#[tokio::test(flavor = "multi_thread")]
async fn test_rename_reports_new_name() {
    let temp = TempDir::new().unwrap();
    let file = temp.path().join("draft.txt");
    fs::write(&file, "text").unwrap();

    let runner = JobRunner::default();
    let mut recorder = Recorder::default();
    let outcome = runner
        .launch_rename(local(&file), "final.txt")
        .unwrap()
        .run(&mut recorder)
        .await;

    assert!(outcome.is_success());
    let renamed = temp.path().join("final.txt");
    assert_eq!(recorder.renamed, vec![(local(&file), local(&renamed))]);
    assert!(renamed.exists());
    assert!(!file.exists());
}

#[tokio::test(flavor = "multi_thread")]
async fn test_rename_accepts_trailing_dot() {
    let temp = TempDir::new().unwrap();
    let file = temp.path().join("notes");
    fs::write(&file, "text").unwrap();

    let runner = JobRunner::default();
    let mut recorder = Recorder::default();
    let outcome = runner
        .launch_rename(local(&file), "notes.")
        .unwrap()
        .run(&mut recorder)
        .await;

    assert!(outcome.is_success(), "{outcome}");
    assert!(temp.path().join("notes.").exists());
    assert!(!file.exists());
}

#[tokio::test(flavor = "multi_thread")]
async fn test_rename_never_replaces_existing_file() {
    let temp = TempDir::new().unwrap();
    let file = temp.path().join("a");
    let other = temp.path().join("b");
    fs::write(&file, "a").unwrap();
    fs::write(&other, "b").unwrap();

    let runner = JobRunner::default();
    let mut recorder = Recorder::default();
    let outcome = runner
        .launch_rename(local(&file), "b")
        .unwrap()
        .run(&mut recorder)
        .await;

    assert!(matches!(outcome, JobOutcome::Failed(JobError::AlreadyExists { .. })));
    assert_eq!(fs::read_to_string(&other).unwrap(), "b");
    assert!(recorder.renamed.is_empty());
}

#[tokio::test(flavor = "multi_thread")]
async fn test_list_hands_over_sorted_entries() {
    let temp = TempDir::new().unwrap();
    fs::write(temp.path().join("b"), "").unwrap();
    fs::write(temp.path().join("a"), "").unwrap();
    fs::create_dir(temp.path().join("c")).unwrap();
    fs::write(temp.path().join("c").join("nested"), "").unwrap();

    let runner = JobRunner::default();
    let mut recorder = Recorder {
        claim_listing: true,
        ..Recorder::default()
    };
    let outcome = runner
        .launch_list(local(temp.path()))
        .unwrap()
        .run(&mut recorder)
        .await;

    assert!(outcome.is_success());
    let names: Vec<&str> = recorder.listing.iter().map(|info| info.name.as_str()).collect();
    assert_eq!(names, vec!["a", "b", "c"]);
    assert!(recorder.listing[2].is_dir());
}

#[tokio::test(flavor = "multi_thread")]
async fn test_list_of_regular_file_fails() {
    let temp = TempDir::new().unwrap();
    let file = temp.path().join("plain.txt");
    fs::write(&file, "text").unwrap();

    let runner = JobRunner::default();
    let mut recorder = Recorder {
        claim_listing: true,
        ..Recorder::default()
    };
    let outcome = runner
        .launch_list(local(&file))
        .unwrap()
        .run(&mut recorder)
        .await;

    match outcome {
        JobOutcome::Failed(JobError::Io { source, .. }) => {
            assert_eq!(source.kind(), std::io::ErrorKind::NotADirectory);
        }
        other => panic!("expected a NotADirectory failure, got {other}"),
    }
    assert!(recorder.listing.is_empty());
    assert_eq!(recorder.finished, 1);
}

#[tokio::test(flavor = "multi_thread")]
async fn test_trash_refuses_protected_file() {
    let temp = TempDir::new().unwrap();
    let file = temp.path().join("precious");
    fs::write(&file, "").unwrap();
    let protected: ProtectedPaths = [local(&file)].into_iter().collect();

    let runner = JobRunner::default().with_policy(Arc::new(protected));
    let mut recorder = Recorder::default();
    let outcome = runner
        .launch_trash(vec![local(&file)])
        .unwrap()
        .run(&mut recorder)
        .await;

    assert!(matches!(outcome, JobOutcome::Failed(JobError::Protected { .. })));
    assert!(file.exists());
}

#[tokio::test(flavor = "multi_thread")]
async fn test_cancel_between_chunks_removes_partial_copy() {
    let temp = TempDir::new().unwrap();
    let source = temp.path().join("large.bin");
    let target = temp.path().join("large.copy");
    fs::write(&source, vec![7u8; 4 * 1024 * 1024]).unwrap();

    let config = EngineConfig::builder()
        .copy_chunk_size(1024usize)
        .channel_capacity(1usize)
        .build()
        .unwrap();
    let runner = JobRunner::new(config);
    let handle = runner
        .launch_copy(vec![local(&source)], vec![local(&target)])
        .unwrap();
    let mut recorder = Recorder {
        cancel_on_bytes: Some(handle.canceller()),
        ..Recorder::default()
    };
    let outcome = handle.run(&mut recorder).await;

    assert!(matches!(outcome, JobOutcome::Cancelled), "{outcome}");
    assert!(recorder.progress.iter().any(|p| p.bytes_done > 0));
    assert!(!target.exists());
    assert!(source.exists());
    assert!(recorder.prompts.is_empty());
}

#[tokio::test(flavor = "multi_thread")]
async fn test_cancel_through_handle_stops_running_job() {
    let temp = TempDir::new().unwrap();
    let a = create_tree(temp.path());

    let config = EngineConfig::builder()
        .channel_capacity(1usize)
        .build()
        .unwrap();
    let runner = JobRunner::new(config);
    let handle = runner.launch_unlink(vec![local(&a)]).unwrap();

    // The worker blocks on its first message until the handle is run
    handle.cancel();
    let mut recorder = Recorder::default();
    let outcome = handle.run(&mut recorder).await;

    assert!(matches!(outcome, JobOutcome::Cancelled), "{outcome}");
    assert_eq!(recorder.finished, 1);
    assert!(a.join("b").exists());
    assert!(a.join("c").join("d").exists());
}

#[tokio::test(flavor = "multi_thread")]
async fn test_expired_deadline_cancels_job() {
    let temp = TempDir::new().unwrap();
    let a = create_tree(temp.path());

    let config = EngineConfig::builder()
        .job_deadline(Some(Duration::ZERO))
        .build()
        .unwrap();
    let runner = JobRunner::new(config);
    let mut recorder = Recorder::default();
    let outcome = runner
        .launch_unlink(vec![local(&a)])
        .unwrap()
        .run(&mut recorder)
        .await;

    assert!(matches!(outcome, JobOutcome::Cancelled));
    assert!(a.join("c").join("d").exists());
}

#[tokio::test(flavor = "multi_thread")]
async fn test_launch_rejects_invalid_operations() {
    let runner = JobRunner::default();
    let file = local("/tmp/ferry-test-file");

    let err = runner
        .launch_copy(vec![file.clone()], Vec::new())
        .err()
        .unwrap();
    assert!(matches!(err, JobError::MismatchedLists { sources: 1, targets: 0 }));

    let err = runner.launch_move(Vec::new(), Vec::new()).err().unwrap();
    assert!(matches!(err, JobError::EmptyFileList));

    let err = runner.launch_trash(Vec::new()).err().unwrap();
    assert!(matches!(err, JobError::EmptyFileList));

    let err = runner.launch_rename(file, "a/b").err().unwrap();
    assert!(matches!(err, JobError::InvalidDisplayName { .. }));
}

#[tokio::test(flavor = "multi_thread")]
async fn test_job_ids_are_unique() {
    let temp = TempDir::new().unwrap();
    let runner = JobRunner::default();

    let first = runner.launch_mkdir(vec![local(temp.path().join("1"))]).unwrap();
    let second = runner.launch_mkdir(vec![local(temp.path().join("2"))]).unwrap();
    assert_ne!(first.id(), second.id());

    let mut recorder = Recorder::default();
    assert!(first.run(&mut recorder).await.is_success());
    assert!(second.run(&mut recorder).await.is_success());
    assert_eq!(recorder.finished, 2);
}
________________________________________
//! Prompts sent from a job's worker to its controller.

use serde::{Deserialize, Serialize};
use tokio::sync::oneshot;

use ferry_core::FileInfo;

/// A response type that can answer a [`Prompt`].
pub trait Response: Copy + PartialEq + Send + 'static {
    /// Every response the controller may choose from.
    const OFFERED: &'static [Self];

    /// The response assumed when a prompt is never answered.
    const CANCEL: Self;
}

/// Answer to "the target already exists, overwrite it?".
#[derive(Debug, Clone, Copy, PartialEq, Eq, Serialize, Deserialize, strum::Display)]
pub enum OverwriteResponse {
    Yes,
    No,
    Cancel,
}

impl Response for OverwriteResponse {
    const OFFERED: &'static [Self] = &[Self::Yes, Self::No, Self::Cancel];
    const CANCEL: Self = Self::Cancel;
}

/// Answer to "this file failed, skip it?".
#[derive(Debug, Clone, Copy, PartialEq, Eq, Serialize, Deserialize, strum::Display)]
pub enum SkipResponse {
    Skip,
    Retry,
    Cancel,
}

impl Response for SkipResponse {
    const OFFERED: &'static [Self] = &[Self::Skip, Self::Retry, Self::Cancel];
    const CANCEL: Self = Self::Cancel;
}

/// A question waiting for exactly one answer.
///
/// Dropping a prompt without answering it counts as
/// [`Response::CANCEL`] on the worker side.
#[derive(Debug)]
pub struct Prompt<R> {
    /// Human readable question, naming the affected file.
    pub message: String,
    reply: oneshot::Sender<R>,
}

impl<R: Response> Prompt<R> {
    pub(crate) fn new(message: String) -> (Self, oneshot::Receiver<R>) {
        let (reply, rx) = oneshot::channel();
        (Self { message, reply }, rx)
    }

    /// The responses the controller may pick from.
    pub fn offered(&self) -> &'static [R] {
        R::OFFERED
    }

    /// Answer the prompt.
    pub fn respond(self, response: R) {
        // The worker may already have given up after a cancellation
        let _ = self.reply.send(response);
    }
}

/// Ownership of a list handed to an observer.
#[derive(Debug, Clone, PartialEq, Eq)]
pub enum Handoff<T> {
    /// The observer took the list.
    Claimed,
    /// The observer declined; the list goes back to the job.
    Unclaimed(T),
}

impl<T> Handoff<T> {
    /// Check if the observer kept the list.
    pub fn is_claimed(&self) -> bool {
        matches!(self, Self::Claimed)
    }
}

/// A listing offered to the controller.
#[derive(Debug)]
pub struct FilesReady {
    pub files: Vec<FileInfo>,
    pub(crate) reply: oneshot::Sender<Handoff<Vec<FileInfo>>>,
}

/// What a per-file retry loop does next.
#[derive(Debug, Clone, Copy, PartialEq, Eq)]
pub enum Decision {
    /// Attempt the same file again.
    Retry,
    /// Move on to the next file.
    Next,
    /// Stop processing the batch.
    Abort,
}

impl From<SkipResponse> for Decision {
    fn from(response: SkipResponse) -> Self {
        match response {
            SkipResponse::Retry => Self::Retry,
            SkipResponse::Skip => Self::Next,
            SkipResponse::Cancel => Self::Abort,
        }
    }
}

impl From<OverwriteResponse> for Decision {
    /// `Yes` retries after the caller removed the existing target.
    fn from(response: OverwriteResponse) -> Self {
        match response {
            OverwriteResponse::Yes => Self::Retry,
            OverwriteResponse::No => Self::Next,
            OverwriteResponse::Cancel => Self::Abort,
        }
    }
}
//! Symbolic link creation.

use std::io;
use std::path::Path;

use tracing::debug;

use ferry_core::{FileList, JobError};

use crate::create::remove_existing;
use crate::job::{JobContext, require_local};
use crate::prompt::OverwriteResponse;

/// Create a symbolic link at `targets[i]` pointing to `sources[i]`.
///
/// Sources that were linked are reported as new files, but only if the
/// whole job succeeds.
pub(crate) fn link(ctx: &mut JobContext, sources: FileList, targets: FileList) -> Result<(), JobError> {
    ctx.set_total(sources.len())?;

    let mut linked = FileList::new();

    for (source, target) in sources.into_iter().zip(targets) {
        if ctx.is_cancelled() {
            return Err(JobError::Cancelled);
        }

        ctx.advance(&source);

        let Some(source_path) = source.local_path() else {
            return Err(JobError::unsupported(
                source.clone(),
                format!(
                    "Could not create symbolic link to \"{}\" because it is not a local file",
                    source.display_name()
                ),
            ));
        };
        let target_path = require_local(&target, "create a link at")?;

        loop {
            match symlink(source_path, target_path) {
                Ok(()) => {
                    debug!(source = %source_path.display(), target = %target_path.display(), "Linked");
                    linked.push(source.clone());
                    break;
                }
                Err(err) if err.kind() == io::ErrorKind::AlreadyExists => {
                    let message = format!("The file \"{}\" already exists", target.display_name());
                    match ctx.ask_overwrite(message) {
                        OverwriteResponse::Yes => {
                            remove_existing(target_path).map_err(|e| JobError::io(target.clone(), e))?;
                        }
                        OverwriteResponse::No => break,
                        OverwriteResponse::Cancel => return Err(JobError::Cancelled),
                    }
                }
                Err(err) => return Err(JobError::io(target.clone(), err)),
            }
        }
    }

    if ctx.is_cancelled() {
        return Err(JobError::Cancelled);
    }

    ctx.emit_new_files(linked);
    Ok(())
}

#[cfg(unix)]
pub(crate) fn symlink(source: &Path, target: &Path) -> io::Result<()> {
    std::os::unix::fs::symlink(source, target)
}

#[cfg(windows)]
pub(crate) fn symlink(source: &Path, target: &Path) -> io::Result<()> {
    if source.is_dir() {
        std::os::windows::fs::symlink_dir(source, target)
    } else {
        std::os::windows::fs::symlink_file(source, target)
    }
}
________________________________________
> **What is being asked**
Find "file failed, skip" in the entries above and copy that whole line exactly, then each line after it through the line that contains "[Self] = &[Self::Skip, Self::Retry, Self::Cancel];".

> **Output**
/// Answer to "this file failed, skip it?".
#[derive(Debug, Clone, Copy, PartialEq, Eq, Serialize, Deserialize, strum::Display)]
pub enum SkipResponse {
    Skip,
    Retry,
    Cancel,
}

impl Response for SkipResponse {
    const OFFERED: &'static [Self] = &[Self::Skip, Self::Retry, Self::Cancel];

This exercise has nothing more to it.